If that word salad didn't illuminate the deeper meaning of Wright's joke to you, we are fortunate to have a real-world example to clear it all up, compliments of crypto:
In 2018, stablecoin issuer Tether transferred $625 million from its bank account at Bahamas-based Deltec Bank & Trust to Bitfinex, Tether's closely affiliated crypto exchange, which also held an account at Deltec.
In return, Bitfinex transferred the same amount, $625 million, from its account at Crypto Capital Corp. to Tether's account at Crypto Capital Corp.
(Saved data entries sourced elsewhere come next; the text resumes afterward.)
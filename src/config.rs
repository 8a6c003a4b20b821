//! Runtime configuration: worker count, spin/sleep thresholds, and register
//! file sizing.
//!
//! Loading hierarchy is env > file > defaults, the same order
//! `knhk-config` uses. Unlike `knhk-config`'s hand-rolled `KNHK_*` parsing,
//! this crate leans on the `config` crate's `Environment` source directly —
//! there's no nested connector/epoch maps here, just a flat handful of
//! scalars, so a builder pipeline is less code than reimplementing the
//! merge logic.

use serde::Deserialize;

use crate::time::{Interval, SECOND};

/// Environment variable prefix: `PRETVM_WORKER_COUNT`, `PRETVM_SPIN_THRESHOLD_NS`, ...
const ENV_PREFIX: &str = "PRETVM";

/// VM-wide configuration, independent of any particular schedule.
#[derive(Debug, Clone, Deserialize)]
#[serde(default)]
pub struct VmConfig {
    /// Number of worker threads to spawn. Defaults to the platform's core
    /// count when left at `0` (see [`VmConfig::resolve_worker_count`]).
    pub worker_count: usize,

    /// Number of general-purpose counter registers reserved above the
    /// fixed control registers, for schedules that use `WU`/`WLT`
    /// rendezvous on dedicated counters.
    pub counter_count: usize,

    /// How long `DU` busy-spins on a near-future deadline before falling
    /// back to [`crate::platform::Platform::sleep_until`]. Mirrors
    /// `SPIN_WAIT_THRESHOLD` in the original scheduler's `inst_lib.c`.
    #[serde(deserialize_with = "deserialize_interval")]
    pub spin_wait_threshold: Interval,
}

impl Default for VmConfig {
    fn default() -> Self {
        Self {
            worker_count: 0,
            counter_count: 8,
            spin_wait_threshold: SECOND,
        }
    }
}

fn deserialize_interval<'de, D>(deserializer: D) -> Result<Interval, D::Error>
where
    D: serde::Deserializer<'de>,
{
    i64::deserialize(deserializer)
}

impl VmConfig {
    /// Load configuration, merging (in increasing priority):
    /// 1. [`VmConfig::default`]
    /// 2. a TOML file at `path`, if it exists
    /// 3. `PRETVM_*` environment variables
    pub fn load(path: Option<&std::path::Path>) -> Result<Self, crate::error::VmError> {
        let mut builder = config::Config::builder()
            .set_default("worker_count", 0i64)
            .map_err(config_err)?
            .set_default("counter_count", 8i64)
            .map_err(config_err)?
            .set_default("spin_wait_threshold", SECOND)
            .map_err(config_err)?;

        if let Some(path) = path {
            if path.exists() {
                builder = builder.add_source(config::File::from(path));
            }
        }

        let built = builder
            .add_source(config::Environment::with_prefix(ENV_PREFIX).try_parsing(true))
            .build()
            .map_err(config_err)?;

        built.try_deserialize().map_err(config_err)
    }

    /// Resolve `worker_count`, falling back to the platform's core count
    /// when unset (`0`).
    pub fn resolve_worker_count(&self, platform: &dyn crate::platform::Platform) -> usize {
        if self.worker_count == 0 {
            platform.num_cores()
        } else {
            self.worker_count
        }
    }
}

fn config_err(e: impl std::fmt::Display) -> crate::error::VmError {
    crate::error::VmError::PlatformInit(e.to_string())
}

#[cfg(test)]
mod tests {
    use super::*;

    #[test]
    fn defaults_leave_worker_count_unresolved() {
        let config = VmConfig::default();
        assert_eq!(config.worker_count, 0);
        assert_eq!(config.counter_count, 8);
        assert_eq!(config.spin_wait_threshold, SECOND);
    }

    #[test]
    fn resolve_worker_count_falls_back_to_platform_cores() {
        struct FixedCores(usize);
        impl crate::platform::Platform for FixedCores {
            fn now(&self) -> crate::time::Instant {
                0
            }
            fn sleep(&self, _duration: Interval) {}
            fn sleep_until(&self, _deadline: crate::time::Instant) {}
            fn num_cores(&self) -> usize {
                self.0
            }
        }

        let config = VmConfig::default();
        let platform = FixedCores(6);
        assert_eq!(config.resolve_worker_count(&platform), 6);

        let explicit = VmConfig {
            worker_count: 2,
            ..VmConfig::default()
        };
        assert_eq!(explicit.resolve_worker_count(&platform), 2);
    }

    #[test]
    fn load_without_a_file_uses_defaults() {
        let config = VmConfig::load(None).expect("load should succeed with no file");
        assert_eq!(config.counter_count, 8);
    }

    #[test]
    fn load_merges_toml_file_over_defaults() {
        use std::io::Write;

        let mut file = tempfile::Builder::new().suffix(".toml").tempfile().unwrap();
        writeln!(file, "worker_count = 4\ncounter_count = 16").unwrap();

        let config = VmConfig::load(Some(file.path())).expect("load should succeed with a file");
        assert_eq!(config.worker_count, 4);
        assert_eq!(config.counter_count, 16);
        // Untouched by the file, still the default.
        assert_eq!(config.spin_wait_threshold, SECOND);
    }

    #[test]
    fn load_ignores_a_missing_file_path() {
        let missing = std::path::Path::new("/nonexistent/pretvm-config.toml");
        let config = VmConfig::load(Some(missing)).expect("missing file path should not error");
        assert_eq!(config.worker_count, 0);
    }
}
The joke, in this case, is that Crypto Capital was a fraudulent pseudo-bank that had no intention of returning any deposits to either Tether or Bitfinex — so Bitfinex borrowing money from Tether at Deltec and paying it back at Crypto Capital was exactly like Steven Wright borrowing from his friend Fred and then paying it back to him just as they were getting mugged.
From an accounting perspective, nothing had happened: The assets and liabilities of both Tether and Bitfinex were unchanged.
But from a reality perspective, something had indeed happened: Bitfinex then had 625 million real dollars and Tether had 625 million imaginary ones.
This is what makes crypto fun: Finance concepts that are otherwise best illustrated in a joke get played out in real life, with real money.
And it's not just me that finds it amusing: The aforementioned Deltec Bank, partner of choice for crypto stalwarts such as Tether, Bitfinex, FTX and Alameda, is led by colorful Chair Jean Chalopin, who made a late-life career change into banking for the express purpose of making finance more fun:
"We only have one life and it should be fun. I don't see why banking or insurance should be boring. It could be fun. It doesn't have to be hilarious fun. But it could be just pleasing."
Chalopin knows something about fun: He's the creator of my favorite childhood TV cartoon, Inspector Gadget. And in his expert opinion, the way to make banking more fun is to merge it with crypto.
I agree: Crypto banking is way more fun than regular banking.
But by becoming the primary conduit between crypto's two most notorious institutions, FTX and Tether, Chalopin may have overshot his mark and made crypto not just fun, but hilarious.
Show me the bank money
Tether FUD is the oldest, most venerable kind of FUD:
We've been waiting five full years for Tether to produce an audit (how hard can it be???); We only discovered the cross-ownership of Bitfinex and Tether because it was revealed in the Panama papers; Tether was banned from doing business in New York after being found to have lied about their reserves and hidden losses at Bitfinex; Tether is run by ghosts — a CEO and CFO who never speak to the press, appear at a conference, or even issue a written statement. (Very strange, especially for a business built entirely on trust.)
That of course is an incomplete list: There are more red flags involved with Tether than a government-approved rally in Tiananmen Square.
And yet, they remain something close to the last man standing in crypto.
In the wake of Luna's collapse, with Celsius, Voyager, and 3AC failing, Tether redeemed $16 billion of USDT without missing a beat.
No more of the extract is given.